A photograph of the McCleary entourage in Japan, taken by a Tokyo photographer probably during his 1929 trip, shows each man accompanied by a geisha girl. All the businessmen look very happy, except for Henry, who appears somewhat perplexed.

Even in hard times Henry kept up his ties to Japan. The very same railroad that had been laid by Japanese workers was, during the Depression, torn out. According to Kramer Adams, “Like many another operator, Henry McCleary sold his rails to Japan for conversion into steel.”

The Sept. 28, 1934 McCleary Observer reported, “The next few weeks will see the end of the McCleary railroad. A crew is taking up the rails and loading them on cars for shipment to Olympia where they will be transferred to a boat destined for Japan.”

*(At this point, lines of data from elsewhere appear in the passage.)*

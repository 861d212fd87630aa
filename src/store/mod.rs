pub mod memory;
pub mod postgres;
pub mod template_cache;
pub mod traits;

pub use memory::MemoryStore;
pub use postgres::PostgresStore;
pub use template_cache::TemplateCache;
pub use traits::{
    CodingSystemStore, ConceptStore, EntityStore, OntologyStore, PublicationStore, Store,
    TaxonomyStore, TemplateStore,
};
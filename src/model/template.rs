use chrono::{DateTime, Utc};
use serde::{Deserialize, Serialize};

use crate::model::Id;

/// Runtime type of a single template field.
#[derive(Debug, Clone, Copy, PartialEq, Eq, Hash, Serialize, Deserialize)]
#[serde(rename_all = "snake_case")]
pub enum FieldType {
    Int,
    Enum,
    IntArray,
    String,
    StringArray,
    StringInputbox,
    Textarea,
    TextareaMarkdown,
    ListOfInputboxes,
    Datetime,
    Concept,
    Code,
    UrlList,
    Publication,
    GroupSelect,
    #[serde(rename = "clinical/concept")]
    ClinicalConcept,
    DataSources,
    Collections,
    Tags,
    CodingSystem,
}

/// Declarative source for enumerated/sourced field values.
///
/// `table` names an entry in the source registry; `query` is the value
/// column and `relative` the label column. `trees` switches the source to
/// an ontology category set. `filter` names a filter generator applied on
/// top with logical AND.
#[derive(Debug, Clone, PartialEq, Serialize, Deserialize)]
pub struct FieldSource {
    pub table: String,
    #[serde(default = "default_query_column")]
    pub query: String,
    #[serde(default = "default_relative_column")]
    pub relative: String,
    #[serde(skip_serializing_if = "Option::is_none")]
    pub filter: Option<String>,
    #[serde(default, skip_serializing_if = "Vec::is_empty")]
    pub include: Vec<String>,
    #[serde(skip_serializing_if = "Option::is_none")]
    pub trees: Option<Vec<Id>>,
}

fn default_query_column() -> String {
    "id".to_string()
}

fn default_relative_column() -> String {
    "name".to_string()
}

/// Validation rules attached to a field descriptor.
#[derive(Debug, Clone, PartialEq, Default, Serialize, Deserialize)]
pub struct FieldValidation {
    /// Coercion type name, e.g. "int", "int_array", "string".
    #[serde(rename = "type", skip_serializing_if = "Option::is_none")]
    pub kind: Option<String>,
    #[serde(default)]
    pub mandatory: bool,
    #[serde(skip_serializing_if = "Option::is_none")]
    pub source: Option<FieldSource>,
    /// Fixed option map for enum-like fields (value -> label).
    #[serde(skip_serializing_if = "Option::is_none")]
    pub options: Option<serde_json::Map<String, serde_json::Value>>,
    #[serde(default)]
    pub has_children: bool,
    /// Mandatory subfields of structured array elements.
    #[serde(skip_serializing_if = "Option::is_none")]
    pub composition: Option<Vec<String>>,
    #[serde(default)]
    pub sanitise: bool,
    #[serde(skip_serializing_if = "Option::is_none")]
    pub regex: Option<String>,
    #[serde(skip_serializing_if = "Option::is_none")]
    pub length: Option<(usize, usize)>,
    /// Extra behaviours the filter engine may honour, e.g. "descendants".
    #[serde(default, skip_serializing_if = "Vec::is_empty")]
    pub modifiers: Vec<String>,
}

/// How a field participates in search and filtering.
#[derive(Debug, Clone, PartialEq, Default, Serialize, Deserialize)]
pub struct SearchBehaviour {
    #[serde(default)]
    pub filterable: bool,
    #[serde(default)]
    pub api: bool,
    #[serde(default)]
    pub single_search_only: bool,
}

/// One field of a template definition.
#[derive(Debug, Clone, PartialEq, Serialize, Deserialize)]
pub struct FieldDef {
    pub name: String,
    #[serde(default)]
    pub title: String,
    pub field_type: FieldType,
    #[serde(default = "default_true")]
    pub active: bool,
    #[serde(default)]
    pub requires_auth: bool,
    #[serde(default)]
    pub is_base_field: bool,
    #[serde(default)]
    pub order: i32,
    #[serde(default)]
    pub validation: FieldValidation,
    #[serde(skip_serializing_if = "Option::is_none")]
    pub search: Option<SearchBehaviour>,
}

fn default_true() -> bool {
    true
}

impl FieldDef {
    pub fn new(name: &str, title: &str, field_type: FieldType) -> Self {
        Self {
            name: name.to_string(),
            title: title.to_string(),
            field_type,
            active: true,
            requires_auth: false,
            is_base_field: false,
            order: 0,
            validation: FieldValidation::default(),
            search: None,
        }
    }

    pub fn mandatory(mut self) -> Self {
        self.validation.mandatory = true;
        self
    }

    pub fn base_field(mut self) -> Self {
        self.is_base_field = true;
        self
    }

    pub fn filterable(mut self) -> Self {
        let search = self.search.get_or_insert_with(SearchBehaviour::default);
        search.filterable = true;
        search.api = true;
        self
    }

    pub fn is_filterable(&self) -> bool {
        self.search.as_ref().map(|s| s.filterable).unwrap_or(false)
    }
}

#[derive(Debug, Clone, PartialEq, Default, Serialize, Deserialize)]
pub struct TemplateDetails {
    #[serde(default = "default_template_version")]
    pub version: i32,
    #[serde(skip_serializing_if = "Option::is_none")]
    pub name: Option<String>,
    #[serde(skip_serializing_if = "Option::is_none")]
    pub description: Option<String>,
}

fn default_template_version() -> i32 {
    1
}

/// The JSON schema descriptor governing an entity class's payload.
#[derive(Debug, Clone, PartialEq, Default, Serialize, Deserialize)]
pub struct TemplateDefinition {
    #[serde(default)]
    pub template_details: TemplateDetails,
    /// Declared fields in order; base fields may appear as partial
    /// overrides of the base metadata schema.
    #[serde(default)]
    pub fields: Vec<FieldDef>,
    #[serde(skip_serializing_if = "Option::is_none")]
    pub card_type: Option<String>,
    #[serde(default, skip_serializing_if = "Vec::is_empty")]
    pub detail_page_sections: Vec<serde_json::Value>,
    #[serde(default, skip_serializing_if = "Vec::is_empty")]
    pub layout_order: Vec<String>,
    #[serde(default, skip_serializing_if = "Vec::is_empty")]
    pub entity_filters: Vec<String>,
    #[serde(skip_serializing_if = "Option::is_none")]
    pub entity_order: Option<String>,
    #[serde(skip_serializing_if = "Option::is_none")]
    pub entity_statistics: Option<serde_json::Value>,
}

impl TemplateDefinition {
    pub fn get_field(&self, name: &str) -> Option<&FieldDef> {
        self.fields.iter().find(|f| f.name == name)
    }
}

/// A versioned schema descriptor. Historized like every other aggregate;
/// `template_version` is content-derived from the definition.
#[derive(Debug, Clone, PartialEq, Serialize, Deserialize)]
pub struct Template {
    pub id: Id,
    pub name: String,
    pub template_version: i32,
    pub definition: TemplateDefinition,
    #[serde(skip_serializing_if = "Option::is_none")]
    pub entity_class_id: Option<Id>,

    pub created_by: String,
    pub created_at: DateTime<Utc>,
    pub updated_by: String,
    pub updated_at: DateTime<Utc>,
}

/// A resolved field descriptor as returned by effective-schema lookups.
#[derive(Debug, Clone, PartialEq, Serialize, Deserialize)]
pub struct ResolvedField {
    pub key: String,
    pub descriptor: FieldDef,
    pub is_metadata: bool,
}

/// One selectable option of a sourced field.
#[derive(Debug, Clone, PartialEq, Serialize, Deserialize)]
pub struct SourceOption {
    pub name: String,
    pub value: serde_json::Value,
    #[serde(default, skip_serializing_if = "serde_json::Map::is_empty")]
    pub included: serde_json::Map<String, serde_json::Value>,
}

By this time, of course, militarists had gained control of Japan’s political system. The steel no doubt went into their imperialistic expansion. On the morning of Dec. 7, 1941, McClearyite Lauren Bruner would survive being burned and shot while in the crow’s nest of the Arizona. One has to ponder how much the McCleary rails contributed to that attack. Henry McCleary probably wondered too. And he probably felt betrayed.

In yet another of the growing ironies in this case, after Simpson acquired McCleary’s operations, they dismantled the mill where the present Beerbower Park now sits. As the Elma Chronicle for Apr. 30, 1942 reported, “Now that the Simpson Company is dismantling the long idle mill its metal salvage is going into war production. Already some carloads have been shipped to the smelters at Cleveland …”

Madison Grant and Albert Johnson, the Aristocrat and the Redneck
 
The weirdest part of this story is yet to come. Madison Grant (1865-1937), a Yale-educated lawyer and promoter of Eugenics, wrote The Passing of the Great White Race in 1916, a book the Holocaust Study Center considers, “A major text of the American racist movement from 1916 until 1925.” Hitler himself personally wrote Grant and thanked him for writing this work, probably due to passages like this: “[Sterilization could] be applied to an ever widening group of social discards, beginning always with the criminal, the diseased and the insane, and extending gradually to types which may be called weaklings rather than defectives, and perhaps ultimately to worthless race types.”

Substitute Grant’s use of “Nordic” with Hitler’s “Aryan,” and it is indeed difficult to tell the two philosophies apart. Grant had Nazi ties, including Dr. Alfred Rosenberg, Hitler’s chief scientific advisor and leading German Eugenicist. Grant’s later work, Conquest of a Continent, earned this preface in the 1937 German edition: “No one has as much reason to note the work of this man [Grant] with the keenest of attention as does a German of today in a time when the racial idea has become one of the chief foundations of National Socialist States population policies.”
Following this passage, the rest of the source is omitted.